As mentioned above, audiologists can work with men and women of all ages, though they can choose to specialize in an age group, like children in the primary school environment, for example. It may surprise some that audiologist salary is not closely tied to work, location or age group though audiologists working in hospitals tend to earn on the higher end of the spectrum.
The basic requirement for employment as an audiologist is undergoing some change as the industry has moved towards professionals being required to possess a four-year doctoral degree called the Doctorate of Audiology or A.U.D. Prior to this, most audiologists possessed a master’s degree, and many functioning professionals today most likely possess a master’s degrees and are able to function as audiologists. With this being said, students considering entry into this profession so expect to work toward a doctoral degree as master’s programs have been phased out in the United States.
There are now many doctoral programs available across the United States, currently numbering about 70. A bachelor’s degree covering certain subject areas is required to enter these programs, not unlike other programs for healthcare providers. In terms of the areas of study the student should expect in their graduate program, common subjects encountered include the following:
Although the educational requirements may be changing in the audiology industry, one thing hasn’t changed, and that is that audiology professionals must be licensed in all states. Licensing will vary based on the state of employment, and many audiologists also go on to obtain certification through either the American Speech-Language-Hearing Association or the American Board of Audiology. Audiologist salary, to be discussed in the next section, can be impacted by the type of degree possessed, other education or training obtained, and whether the audiologist works in a private practice.

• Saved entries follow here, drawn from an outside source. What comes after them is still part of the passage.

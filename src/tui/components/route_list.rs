//! # Route List Component
//!
//! The navigation stack, bottom route first. The focused route (the one the
//! state's `index` points at) is marked with `▶`; the selection cursor is a
//! separate, TUI-only pointer that picks the target for jump/replace keys.
//!
//! Follows the persistent state + transient wrapper pattern:
//! - `RouteListState` lives in `TuiState`
//! - `RouteList` is created each frame with borrowed state and props

use ratatui::Frame;
use ratatui::layout::Rect;
use ratatui::style::{Color, Modifier, Style};
use ratatui::text::{Line, Span};
use ratatui::widgets::{Block, Borders, List, ListItem, ListState, Padding};
use unicode_width::{UnicodeWidthChar, UnicodeWidthStr};

use crate::core::route::Route;
use crate::tui::component::{Component, EventHandler};
use crate::tui::event::TuiEvent;

/// Persistent selection state for the route list.
pub struct RouteListState {
    pub selected: usize,
    pub len: usize,
    pub list_state: ListState,
}

impl RouteListState {
    pub fn new(selected: usize, len: usize) -> Self {
        let mut state = Self {
            selected: 0,
            len,
            list_state: ListState::default(),
        };
        state.select(selected);
        state
    }

    /// Moves the cursor, clamped to the current stack.
    pub fn select(&mut self, index: usize) {
        self.selected = index.min(self.len.saturating_sub(1));
        self.list_state.select(Some(self.selected));
    }

    /// Re-clamps the cursor after the stack changed size.
    pub fn sync_len(&mut self, len: usize) {
        self.len = len;
        self.select(self.selected);
    }
}

/// Events emitted by the route list.
#[derive(Debug, PartialEq, Eq)]
pub enum RouteListEvent {
    /// Enter on the selected route.
    Activate(usize),
}

impl EventHandler for RouteListState {
    type Event = RouteListEvent;

    fn handle_event(&mut self, event: &TuiEvent) -> Option<RouteListEvent> {
        match event {
            TuiEvent::CursorUp => {
                self.select(self.selected.saturating_sub(1));
                None
            }
            TuiEvent::CursorDown => {
                self.select(self.selected + 1);
                None
            }
            TuiEvent::Submit if self.len > 0 => Some(RouteListEvent::Activate(self.selected)),
            _ => None,
        }
    }
}

/// Transient render wrapper for the route list.
pub struct RouteList<'a> {
    state: &'a mut RouteListState,
    routes: &'a [Route],
    focused: usize,
}

impl<'a> RouteList<'a> {
    pub fn new(state: &'a mut RouteListState, routes: &'a [Route], focused: usize) -> Self {
        Self {
            state,
            routes,
            focused,
        }
    }
}

impl Component for RouteList<'_> {
    fn render(&mut self, frame: &mut Frame, area: Rect) {
        let block = Block::default()
            .borders(Borders::ALL)
            .border_style(Style::default().fg(Color::DarkGray))
            .title(" Stack ")
            .padding(Padding::horizontal(1));

        // borders + padding
        let inner_width = area.width.saturating_sub(4) as usize;

        let items: Vec<ListItem> = self
            .routes
            .iter()
            .enumerate()
            .map(|(i, route)| {
                let is_focused = i == self.focused;
                let marker = if is_focused { "▶ " } else { "  " };
                let label = format!("{marker}[{i}] {}", route.key);

                let params = if route.params.is_empty() {
                    String::new()
                } else {
                    serde_json::to_string(&route.params).unwrap_or_default()
                };

                let label_width = label.width();
                let params = truncate_to_width(
                    &params,
                    inner_width.saturating_sub(label_width + 2),
                );

                let mut style = if is_focused {
                    Style::default().fg(Color::Cyan).add_modifier(Modifier::BOLD)
                } else {
                    Style::default().fg(Color::Gray)
                };
                if i == self.state.selected {
                    style = style.add_modifier(Modifier::REVERSED);
                }

                let mut spans = vec![Span::styled(label, style)];
                if !params.is_empty() {
                    spans.push(Span::styled("  ", style));
                    spans.push(Span::styled(params, style.add_modifier(Modifier::DIM)));
                }
                ListItem::new(Line::from(spans))
            })
            .collect();

        let list = List::new(items).block(block);
        frame.render_stateful_widget(list, area, &mut self.state.list_state);
    }
}

/// Truncate to `max_width` display columns, adding "…" if needed.
fn truncate_to_width(s: &str, max_width: usize) -> String {
    if s.width() <= max_width {
        return s.to_string();
    }
    if max_width == 0 {
        return String::new();
    }
    let mut out = String::new();
    let mut width = 0;
    for c in s.chars() {
        let w = c.width().unwrap_or(0);
        if width + w > max_width - 1 {
            break;
        }
        out.push(c);
        width += w;
    }
    out.push('…');
    out
}

#[cfg(test)]
mod tests {
    use super::*;
    use ratatui::Terminal;
    use ratatui::backend::TestBackend;

    fn routes() -> Vec<Route> {
        vec![
            Route::new("home"),
            Route::new("inbox").with_param("unread", 3),
            Route::new("settings"),
        ]
    }

    fn render_lines(state: &mut RouteListState, routes: &[Route], focused: usize) -> Vec<String> {
        let backend = TestBackend::new(60, 7);
        let mut terminal = Terminal::new(backend).unwrap();
        terminal
            .draw(|f| {
                RouteList::new(state, routes, focused).render(f, f.area());
            })
            .unwrap();
        let buffer = terminal.backend().buffer();
        let width = buffer.area.width as usize;
        let symbols: Vec<String> = buffer
            .content()
            .iter()
            .map(|c| c.symbol().to_string())
            .collect();
        symbols.chunks(width).map(|row| row.concat()).collect()
    }

    #[test]
    fn test_cursor_moves_within_bounds() {
        let mut state = RouteListState::new(0, 3);
        state.handle_event(&TuiEvent::CursorUp);
        assert_eq!(state.selected, 0);
        state.handle_event(&TuiEvent::CursorDown);
        state.handle_event(&TuiEvent::CursorDown);
        state.handle_event(&TuiEvent::CursorDown);
        assert_eq!(state.selected, 2);
        assert_eq!(state.list_state.selected(), Some(2));
    }

    #[test]
    fn test_submit_activates_selection() {
        let mut state = RouteListState::new(1, 3);
        assert_eq!(
            state.handle_event(&TuiEvent::Submit),
            Some(RouteListEvent::Activate(1))
        );
        assert_eq!(state.handle_event(&TuiEvent::InputChar('x')), None);
    }

    #[test]
    fn test_sync_len_clamps_selection() {
        let mut state = RouteListState::new(2, 3);
        state.sync_len(1);
        assert_eq!(state.selected, 0);
    }

    #[test]
    fn test_render_marks_focused_route() {
        let mut state = RouteListState::new(0, 3);
        let lines = render_lines(&mut state, &routes(), 1);
        assert!(lines.iter().any(|l| l.contains("▶ [1] inbox")));
        assert!(lines.iter().any(|l| l.contains("  [0] home")));
        assert!(lines.iter().any(|l| l.contains(r#"{"unread":3}"#)));
        assert!(lines[0].contains("Stack"));
    }

    #[test]
    fn test_truncate_to_width() {
        assert_eq!(truncate_to_width("abcdef", 10), "abcdef");
        assert_eq!(truncate_to_width("abcdef", 4), "abc…");
        assert_eq!(truncate_to_width("abcdef", 0), "");
    }
}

As mentioned above, the job outlook for audiologists is very good, with jobs expected to grow 20% between 2014 and 2014 according to the Bureau of Labor Statistics.
The audiologist salary is similar to that of over professionals in the healthcare field who work outside of direct medical care. The median audiologist salary in the United States is $80,217. Added to this base salary are other perks like bonuses, health and retirement funds, and other benefits, which bring compensation well above $80,000. The audiologist salary naturally exists in the range, and the range of salaries in this profession is $50,490 to $113,540.
Salaries in this industry are influenced primarily by place of employment, with audiologists in hospitals averaging more than their peers in education and the healthcare officers of other healthcare providers, like doctors and speech pathologists. It is believed that audiologists working in their own private practice offices earn on the higher end of the spectrum, though some reports group this salary data in with other private practices, like doctor’s offices.
The audiologist can look forward to a career an esteemed profession that provides inestimable benefit to millions of men and women in the United States. With the prestige of an advanced degree and the expectation of a handsome audiologist salary, aspiring professionals have much to look forward to.